Study Notes on Discrete and Continuous Variables
Discrete and Continuous Variables
Introduction to Variables
Variables in a study can be characterized by the types of values they can assume.
The type of values influences the statistical procedures for summarizing or making inferences.
Discrete Variables
Definition: Discrete variables consist of separate, indivisible categories.
Characteristics:
No intermediate values exist between two adjacent categories.
Example: Number of questions answered correctly on a 10-item multiple-choice quiz.
Between values 7 (seven correct) and 8 (eight correct), no intermediate values can be observed.
Common Characteristics:
Typically represented by whole, countable numbers (integers).
Examples include:
Number of children in a family.
Number of students attending a class (e.g., 18 students one day, 19 the next).
Cannot observe a value between 18 and 19 students.
Qualitative Observations:
Discrete variables can also include qualitative distinctions.
Examples:
Birth order (first-born vs. later-born).
Occupations (nurse, teacher, lawyer, etc.).
Academic major (art, biology, chemistry, etc.).
Continuous Variables
Definition: Continuous variables are not limited to a fixed set of separate categories.
Characteristics:
Continuous variables can be divided into an infinite number of fractional parts.
Example: Measurement of time (hours, minutes, seconds, fractions of seconds).
Detailed Explanation:
Continuous variables can represent an infinite number of values between any two observed values.
Example: Measuring weights in a diet study.
Visual representation: Continuous line with infinite possible points, no gaps between neighboring points.
For any two distinct points on a continuous variable line, a third value can always be found between them.
Weight Measurement Example:
A measurement of 150.5 does not strictly belong to 150 or 151 but resides at the boundary.
Placement depends on rounding rules:
Round up to 151 or round down to 150.
Considerations for Continuous Variables
Unique Measurements:
Identical measurements between different individuals should be rare, indicating true continuity.
If tied scores emerge, either:
The variable may not be truly continuous.
The measurement procedure might be imprecise (restricted to discrete values).
Measurement Categories:
Researchers must define measurement categories on the measurement scale.
Example: Weight measured to the nearest pound (categories: 149, 150, etc.).
Each measurement category is an interval defined by boundaries (real limits).

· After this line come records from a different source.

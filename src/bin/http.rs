#[cfg(feature = "http_api")]
#[tokio::main]
async fn main() -> Result<(), Box<dyn std::error::Error>> {
    use std::net::SocketAddr;

    use tracing_subscriber::EnvFilter;
    use worklist::{Worklist, WorklistConfig, http_api};

    tracing_subscriber::fmt()
        .with_env_filter(
            EnvFilter::try_from_env("WORKLIST_LOG").unwrap_or_else(|_| EnvFilter::new("warn")),
        )
        .init();

    let addr: SocketAddr = std::env::var("WORKLIST_HTTP_ADDR")
        .unwrap_or_else(|_| "0.0.0.0:3000".to_string())
        .parse()?;
    let config_path =
        std::env::var("WORKLIST_CONFIG").unwrap_or_else(|_| "worklist.toml".to_string());
    let worklist = Worklist::new(WorklistConfig::load_or_default(config_path)?)?;

    println!("worklist HTTP API listening on http://{addr}");
    http_api::serve(addr, worklist).await?;
    Ok(())
}

#[cfg(not(feature = "http_api"))]
fn main() {
    eprintln!("Rebuild with the `http_api` feature to enable the HTTP server.");
}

For a score of 150 pounds:
Lower real limit: 149.5
Upper real limit: 150.5
Individuals with weight between these limits (e.g., 149.6 and 150.3) are both assigned a score of 150.
Real Limits
Definition: Real limits are boundaries for intervals of scores on a continuous number line.
Characteristics:
Each score has two real limits:
Upper Real Limit: Top of the interval.
Lower Real Limit: Bottom of the interval.
Application:
Real limits apply to any measurement of continuous variables.
Example: Measuring time to the nearest tenth of a second.
Categories: 31.0, 31.1, 31.2, etc.
A score of X = 31.1 seconds corresponds to an interval defined by:
Lower real limit: 31.05
Upper real limit: 31.15
Real limits are essential for constructing graphs and performing calculations with continuous scales.
Important Distinction
Continuous vs. Discrete Measurement:
Terms ‘continuous’ and ‘discrete’ refer to the underlying variables and not the scores obtained from measurements.
Example: Height measured to the nearest inch produces discrete scores (60, 61, 62, etc.) but is fundamentally a continuous variable.
Key to determining variable type:
Continuous variables can be divided into any number of fractional parts (e.g., height can be measured to the nearest inch, 0.5 inch, or 0.1 inch).
Various measurement approaches:
Pass/fail system classifying students' knowledge is discrete.
A 10-point quiz: 11 categories (0 to 10) is discrete.
A 100-point exam: 101 categories (0 to 100) remains discrete.
Allowing choice in precision or number of categories indicates a continuous variable.
Conclusion
Understanding the differences between discrete and continuous variables is crucial for choosing appropriate statistical methods and interpreting study results.